This is an excerpt from The Official History of the Cape Town Cycle Tour, published in 2018 to celebrate 40 years of the event
Bill Mylrea doesn’t like being touted as the father of the Cape Town Cycle Tour, because he sees his goal in creating the event as nothing like what it has become. ‘I wanted to get people on bikes. Ordinary people – especially black people who were hamstrung by the restrictions of movement and transport back then. Bicycles were the answer – they would have mobilised the entire workforce.’
From the outset, the organising committee wanted the Cycle Tour to be an official, sanctioned event, but no matter how much the Department of Sport loved the idea and wanted a part of it, their proviso that it only be open to white participants remained a stumbling block, to the degree that Mylrea was forced to write the department’s representative an extremely polite letter (on his business letterhead) in the build-up to the event, telling him that this was a non-segregated event. This was brave stuff in the late 1970s, when BJ Vorster and PW Botha were ruling the roost and perceived anti-apartheid thinking could be met with dire consequences, and doubly so for a man whose business worked closely for and with government on massive civil engineering contracts. But the spirit of cycling, and its inclusivity, prevailed, and on 28 October 1978 over 500 cyclists left the start line outside the Castle in Strand Street.
Mylrea owned a huge civil engineering firm in the 1970s, and struggled getting his staff to and from work. He was not allowed to drive into the townships to collect them, nor was he allowed to arrange for transport for them. Everything was government controlled – either the workers walked, or used the transport provided, to centralised drop-off/pick-up spots, where employers could collect them. Mylrea saw this not just as a waste of time and money, but intrinsically wrong, and felt the bike could be the answer. ‘I grew up in Johannesburg, and I remember watching thousands of black commuters heading down Louis Botha Avenue each day on their bikes. It fascinated me. White men didn’t ride bikes in the 1950s and 1960s, and when I started to ride in the 1970s, kids used to laugh at us as we pedalled by.’
As he became more involved in the recreational side, having ‘emigrated’ to Cape Town to build his businesses, Mylrea saw an opportunity for mobilising the poor in the Western Cape, who were reliant on public transport almost exclusively.

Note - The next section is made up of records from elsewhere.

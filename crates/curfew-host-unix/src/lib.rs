//! Unix collaborators for curfewd
//!
//! Provides:
//! - Activity probes (console owner, loginctl session state, process presence)
//! - Auxiliary trigger on named processes
//! - Command-based screen locker with a fallback command
//! - Webhook, command and null notifiers

mod command;
mod locker;
mod notifier;
mod probe;
mod process;
mod trigger;

pub use command::*;
pub use locker::*;
pub use notifier::*;
pub use probe::*;
pub use process::*;
pub use trigger::*;
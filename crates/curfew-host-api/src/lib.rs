//! Collaborator trait interfaces for curfewd
//!
//! This crate defines the boundary between the enforcement engine and the
//! operating system: activity probes, the auxiliary trigger, screen lockers
//! and notifiers. It contains no platform code itself.

mod mock;
mod traits;

pub use mock::*;
pub use traits::*;
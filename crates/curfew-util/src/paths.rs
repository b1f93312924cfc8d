//! Default paths for curfewd components
//!
//! The daemon normally runs as root from a system unit, so system locations
//! win when they exist. User-writable fallbacks keep development runs working:
//! - Config: `/etc/curfew/config.toml`, else `$XDG_CONFIG_HOME/curfew/config.toml`
//! - Data: `$XDG_DATA_HOME/curfewd` or `~/.local/share/curfewd`

use std::path::PathBuf;

/// Environment variable for overriding the config file path
pub const CURFEW_CONFIG_ENV: &str = "CURFEW_CONFIG";

/// Environment variable for overriding the data directory
pub const CURFEW_DATA_DIR_ENV: &str = "CURFEW_DATA_DIR";

/// System-wide config location
const SYSTEM_CONFIG_PATH: &str = "/etc/curfew/config.toml";

/// Config subdirectory name
const CONFIG_DIR: &str = "curfew";

/// Data subdirectory name
const APP_DIR: &str = "curfewd";

/// Get the default config file path.
///
/// Order of precedence:
/// 1. `$CURFEW_CONFIG` environment variable (if set)
/// 2. `/etc/curfew/config.toml` (if it exists)
/// 3. `$XDG_CONFIG_HOME/curfew/config.toml` or `~/.config/curfew/config.toml`
pub fn default_config_path() -> PathBuf {
    if let Ok(path) = std::env::var(CURFEW_CONFIG_ENV) {
        return PathBuf::from(path);
    }

    let system = PathBuf::from(SYSTEM_CONFIG_PATH);
    if system.exists() {
        return system;
    }

    user_config_path()
}

/// Get the per-user config path without checking the system location.
pub fn user_config_path() -> PathBuf {
    if let Ok(config_home) = std::env::var("XDG_CONFIG_HOME") {
        return PathBuf::from(config_home).join(CONFIG_DIR).join("config.toml");
    }

    if let Ok(home) = std::env::var("HOME") {
        return PathBuf::from(home)
            .join(".config")
            .join(CONFIG_DIR)
            .join("config.toml");
    }

    PathBuf::from(SYSTEM_CONFIG_PATH)
}

/// Get the default data directory.
///
/// Order of precedence:
/// 1. `$CURFEW_DATA_DIR` environment variable (if set)
/// 2. `$XDG_DATA_HOME/curfewd` (if XDG_DATA_HOME is set)
/// 3. `~/.local/share/curfewd` (fallback)
pub fn default_data_dir() -> PathBuf {
    if let Ok(path) = std::env::var(CURFEW_DATA_DIR_ENV) {
        return PathBuf::from(path);
    }

    data_dir_without_env()
}

/// Get the data directory without checking CURFEW_DATA_DIR env var.
/// Used for default values in configs where the env var is checked separately.
pub fn data_dir_without_env() -> PathBuf {
    if let Ok(data_home) = std::env::var("XDG_DATA_HOME") {
        return PathBuf::from(data_home).join(APP_DIR);
    }

    if let Ok(home) = std::env::var("HOME") {
        return PathBuf::from(home)
            .join(".local")
            .join("share")
            .join(APP_DIR);
    }

    // Last resort
    PathBuf::from("/tmp").join(APP_DIR).join("data")
}
//! Shared utilities for curfewd
//!
//! This crate provides:
//! - ID types (UserName, SessionId)
//! - Time utilities (monotonic time, mock-aware wall clock, date sources)
//! - Error types
//! - Throttle gates for rate-limited effects
//! - Default config and data paths

mod error;
mod ids;
mod paths;
mod throttle;
mod time;

pub use error::*;
pub use ids::*;
pub use paths::*;
pub use throttle::*;
pub use time::*;
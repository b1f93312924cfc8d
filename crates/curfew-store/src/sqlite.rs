//! SQLite-based store implementation

use chrono::{DateTime, Local};
use rusqlite::{Connection, params};
use std::path::Path;
use std::sync::{Mutex, MutexGuard};
use tracing::{debug, warn};

use crate::{AuditEvent, AuditEventType, Store, StoreError, StoreResult};

/// SQLite-based store
pub struct SqliteStore {
    conn: Mutex<Connection>,
}

impl SqliteStore {
    /// Open or create a store at the given path, creating parent directories
    pub fn open(path: impl AsRef<Path>) -> StoreResult<Self> {
        let path = path.as_ref();
        if let Some(parent) = path.parent()
            && !parent.as_os_str().is_empty()
        {
            std::fs::create_dir_all(parent)?;
        }

        let conn = Connection::open(path)?;
        let store = Self {
            conn: Mutex::new(conn),
        };
        store.init_schema()?;
        debug!(path = %path.display(), "Audit store opened");
        Ok(store)
    }

    /// Create an in-memory store (for testing)
    pub fn in_memory() -> StoreResult<Self> {
        let conn = Connection::open_in_memory()?;
        let store = Self {
            conn: Mutex::new(conn),
        };
        store.init_schema()?;
        Ok(store)
    }

    fn conn(&self) -> StoreResult<MutexGuard<'_, Connection>> {
        self.conn.lock().map_err(|_| StoreError::Poisoned)
    }

    fn init_schema(&self) -> StoreResult<()> {
        let conn = self.conn()?;

        conn.execute_batch(
            r#"
            -- Audit log (append-only)
            CREATE TABLE IF NOT EXISTS audit_log (
                id INTEGER PRIMARY KEY AUTOINCREMENT,
                timestamp TEXT NOT NULL,
                event_json TEXT NOT NULL
            );

            CREATE INDEX IF NOT EXISTS idx_audit_timestamp ON audit_log(timestamp);
            "#,
        )?;

        debug!("Store schema initialized");
        Ok(())
    }
}

impl Store for SqliteStore {
    fn append_audit(&self, event: AuditEvent) -> StoreResult<()> {
        let conn = self.conn()?;
        let event_json = serde_json::to_string(&event.event)?;

        conn.execute(
            "INSERT INTO audit_log (timestamp, event_json) VALUES (?, ?)",
            params![event.timestamp.to_rfc3339(), event_json],
        )?;

        debug!(event_id = conn.last_insert_rowid(), "Audit event appended");

        Ok(())
    }

    fn get_recent_audits(&self, limit: usize) -> StoreResult<Vec<AuditEvent>> {
        let conn = self.conn()?;

        let mut stmt = conn.prepare(
            "SELECT id, timestamp, event_json FROM audit_log ORDER BY id DESC LIMIT ?",
        )?;

        let rows = stmt.query_map([limit as i64], |row| {
            let id: i64 = row.get(0)?;
            let timestamp_str: String = row.get(1)?;
            let event_json: String = row.get(2)?;
            Ok((id, timestamp_str, event_json))
        })?;

        let mut events = Vec::new();
        for row in rows {
            let (id, timestamp_str, event_json) = row?;
            let timestamp = DateTime::parse_from_rfc3339(&timestamp_str)
                .map(|dt| dt.with_timezone(&Local))
                .unwrap_or_else(|_| curfew_util::now());
            let event: AuditEventType = serde_json::from_str(&event_json)?;

            events.push(AuditEvent {
                id,
                timestamp,
                event,
            });
        }

        Ok(events)
    }

    fn is_healthy(&self) -> bool {
        match self.conn.lock() {
            Ok(conn) => conn.query_row("SELECT 1", [], |_| Ok(())).is_ok(),
            Err(_) => {
                warn!("Store lock poisoned");
                false
            }
        }
    }
}

#[cfg(test)]
mod tests {
    use super::*;
    use curfew_api::BreachKind;
    use curfew_util::SessionId;
    use std::time::Duration;

    #[test]
    fn test_in_memory_store() {
        let store = SqliteStore::in_memory().unwrap();
        assert!(store.is_healthy());
    }

    #[test]
    fn test_audit_log() {
        let store = SqliteStore::in_memory().unwrap();

        store
            .append_audit(AuditEvent::new(AuditEventType::DaemonStarted))
            .unwrap();

        let events = store.get_recent_audits(10).unwrap();
        assert_eq!(events.len(), 1);
        assert!(matches!(events[0].event, AuditEventType::DaemonStarted));
        assert!(events[0].id > 0);
    }

    #[test]
    fn recent_audits_are_newest_first_and_limited() {
        let store = SqliteStore::in_memory().unwrap();
        let session_id = SessionId::new();

        store
            .append_audit(AuditEvent::new(AuditEventType::SessionStarted {
                session_id: session_id.clone(),
            }))
            .unwrap();
        store
            .append_audit(AuditEvent::new(AuditEventType::LockSuppressed {
                breach: BreachKind::Daily,
                used: Duration::from_secs(901),
            }))
            .unwrap();
        store
            .append_audit(AuditEvent::new(AuditEventType::DaemonStopped))
            .unwrap();

        let events = store.get_recent_audits(2).unwrap();
        assert_eq!(events.len(), 2);
        assert!(matches!(events[0].event, AuditEventType::DaemonStopped));
        assert!(matches!(
            events[1].event,
            AuditEventType::LockSuppressed { breach: BreachKind::Daily, .. }
        ));
    }

    #[test]
    fn file_store_persists_across_reopen() {
        let dir = tempfile::tempdir().unwrap();
        let path = dir.path().join("nested").join("audit.db");

        {
            let store = SqliteStore::open(&path).unwrap();
            store
                .append_audit(AuditEvent::new(AuditEventType::ClockUnavailable {
                    reason: "system time before Unix epoch".into(),
                }))
                .unwrap();
        }

        let store = SqliteStore::open(&path).unwrap();
        let events = store.get_recent_audits(10).unwrap();
        assert_eq!(events.len(), 1);
        assert!(matches!(
            events[0].event,
            AuditEventType::ClockUnavailable { .. }
        ));
    }

    #[test]
    fn null_store_discards() {
        let store = crate::NullStore;
        store
            .append_audit(AuditEvent::new(AuditEventType::DaemonStarted))
            .unwrap();
        assert!(store.get_recent_audits(10).unwrap().is_empty());
        assert!(store.is_healthy());
    }
}
//! Enforcement loop
//!
//! Polls the collaborators once per tick, feeds the engine and performs the
//! effects it asks for. Every collaborator failure is absorbed here: probes
//! fail closed, lock and notify failures are logged and audited.

use curfew_host_api::{ActivityProbe, AuxiliaryTrigger, Notifier, ScreenLocker, lock_with_fallback};
use curfew_store::{AuditEvent, AuditEventType, Store};
use curfew_util::MonotonicInstant;
use std::sync::Arc;
use std::time::Duration;
use tokio::sync::watch;
use tokio::time::MissedTickBehavior;
use tracing::{debug, info, warn};

use crate::{CoreEngine, CoreEvent, TickInput};

/// The external collaborators the loop drives
#[derive(Clone)]
pub struct Collaborators {
    pub probe: Arc<dyn ActivityProbe>,
    pub trigger: Arc<dyn AuxiliaryTrigger>,
    pub locker: Arc<dyn ScreenLocker>,
    pub notifier: Arc<dyn Notifier>,
}

/// Owns the engine and drives it at a fixed interval
pub struct EnforcementLoop {
    engine: CoreEngine,
    collaborators: Collaborators,
    store: Arc<dyn Store>,
    tick_interval: Duration,
}

impl EnforcementLoop {
    pub fn new(
        engine: CoreEngine,
        collaborators: Collaborators,
        store: Arc<dyn Store>,
        tick_interval: Duration,
    ) -> Self {
        Self {
            engine,
            collaborators,
            store,
            tick_interval,
        }
    }

    pub fn engine(&self) -> &CoreEngine {
        &self.engine
    }

    pub fn engine_mut(&mut self) -> &mut CoreEngine {
        &mut self.engine
    }

    /// Run one tick to completion and return the engine's events
    pub async fn run_once(&mut self, now: MonotonicInstant) -> Vec<CoreEvent> {
        let probe_active = self.probe_active().await;
        // The trigger only matters while the user is active
        let aux_active = probe_active && self.trigger_active().await;

        let events = self.engine.tick(TickInput {
            now,
            probe_active,
            aux_active,
        });

        for event in &events {
            self.perform(event).await;
        }

        debug!(status = ?self.engine.status(now), "Tick complete");
        events
    }

    /// Run until `shutdown` flips to true or its sender is dropped.
    /// The tick in progress always completes first.
    pub async fn run(mut self, mut shutdown: watch::Receiver<bool>) -> CoreEngine {
        let mut interval = tokio::time::interval(self.tick_interval);
        interval.set_missed_tick_behavior(MissedTickBehavior::Delay);

        info!(
            user = %self.engine.user(),
            probe = self.collaborators.probe.name(),
            tick_interval_secs = self.tick_interval.as_secs(),
            "Enforcement loop started"
        );

        if !*shutdown.borrow() {
            loop {
                tokio::select! {
                    _ = interval.tick() => {
                        self.run_once(MonotonicInstant::now()).await;
                    }
                    changed = shutdown.changed() => {
                        if changed.is_err() || *shutdown.borrow() {
                            break;
                        }
                    }
                }
            }
        }

        let now = MonotonicInstant::now();
        self.engine.shutdown(now);
        info!(status = ?self.engine.status(now), "Enforcement loop stopped");
        self.engine
    }

    async fn probe_active(&self) -> bool {
        let user = self.engine.user();
        match self.collaborators.probe.is_active(user).await {
            Ok(active) => active,
            Err(e) => {
                warn!(
                    user = %user,
                    probe = self.collaborators.probe.name(),
                    error = %e,
                    "Activity probe failed, treating user as inactive"
                );
                false
            }
        }
    }

    async fn trigger_active(&self) -> bool {
        match self.collaborators.trigger.is_active().await {
            Ok(active) => active,
            Err(e) => {
                warn!(error = %e, "Auxiliary trigger failed, treating as inactive");
                false
            }
        }
    }

    async fn perform(&self, event: &CoreEvent) {
        match event {
            CoreEvent::LockDue {
                breach,
                used,
                limit,
            } => {
                let outcome = lock_with_fallback(self.collaborators.locker.as_ref()).await;
                if outcome.is_locked() {
                    info!(outcome = ?outcome, "Screen locked");
                }
                let _ = self
                    .store
                    .append_audit(AuditEvent::new(AuditEventType::LockIssued {
                        breach: *breach,
                        used: *used,
                        limit: *limit,
                        outcome,
                    }));
            }
            CoreEvent::NotifyDue { message } => {
                let notifier = &self.collaborators.notifier;
                if !notifier.is_configured() {
                    debug!(message = %message, "No notification target configured");
                    return;
                }

                let delivered = match notifier.send(message).await {
                    Ok(()) => {
                        debug!(message = %message, "Notification sent");
                        true
                    }
                    Err(e) => {
                        warn!(error = %e, "Notification failed");
                        false
                    }
                };
                let _ = self
                    .store
                    .append_audit(AuditEvent::new(AuditEventType::NotificationSent {
                        delivered,
                    }));
            }
            _ => {}
        }
    }
}
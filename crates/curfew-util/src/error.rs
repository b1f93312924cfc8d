//! Error types for curfewd

use thiserror::Error;

/// Errors that stop the daemon before enforcement begins
#[derive(Debug, Error)]
pub enum CurfewError {
    /// The effective user cannot act on the target user's session
    #[error("Permission denied: {0}")]
    PermissionDenied(String),

    #[error("Clock error: {0}")]
    Clock(#[from] crate::ClockError),
}

impl CurfewError {
    pub fn permission(msg: impl Into<String>) -> Self {
        Self::PermissionDenied(msg.into())
    }
}

pub type Result<T> = std::result::Result<T, CurfewError>;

He was involved as a contractor in some aspects of the building of Mitchell’s Plain, and pushed hard for bike-lane infrastructure to be built into the planning, ‘but the man at the council, I think his name was Brand, was on the take and it never happened.’ Alongside John Stegmann and Louis de Waal, Mylrea researched and developed cycling strategies for the local authorities, along with best practices from successful projects in
both the USA and Europe, but learned quickly that unless there was financial gain for the powers that be, nothing would happen. Ironically, much of this groundwork is finally being implemented today, as (very slowly) bicycle-friendly traffic measures are being implemented across South Africa. He and Stegmann organised the Big Ride In, in 1977, and then the beginnings of the Cycle Tour.
At the same time, Mylrea began importing what he saw as the answer: mopeds. These were bicycles with small motors that didn’t require licensing in Europe and provided reliable, efficient transport for millions. ‘The public transport system was so efficient; it worked so well. We had some contracts that involved working on the railway lines, and we would be given a one-hour window each day, between midnight and 01:00, in which to work.The lines were too busy with commuter and cargo traffic to give us more time. Then, the government started politicising, essentially, the set-ups. Part of the apartheid machine was to make sure the workforce was contained in areas where it could be controlled, the so-called townships, which were remote. So the bus and train systems became vehicles of control. As these restrictions began to lift, with the country heading towards democracy, the minibus taxi took hold. If we had managed to get bike lanes in in the 1970s, things might have been different.’
Through the bike shop he had already started, Soloped (one of myriad directions Mylrea’s business brain has taken him, including wine farming and cultivating cucumbers), he began to bring in Motobecane and Batavus poegies, but once again butted heads with the authorities, who insisted they were motorbikes and required licensing and duties as such. He also owned LeJeune bicycles for a while … quite some commitment for a man who says he is ‘not really a cyclist’. Mylrea rode the first Cycle Tour, in five hours flat, and another four after that before hanging up his event wheels in 1984 to focus on business matters. His final words on the Cycle Tour sum up the original intent; ‘I hope it is an experiment that works.’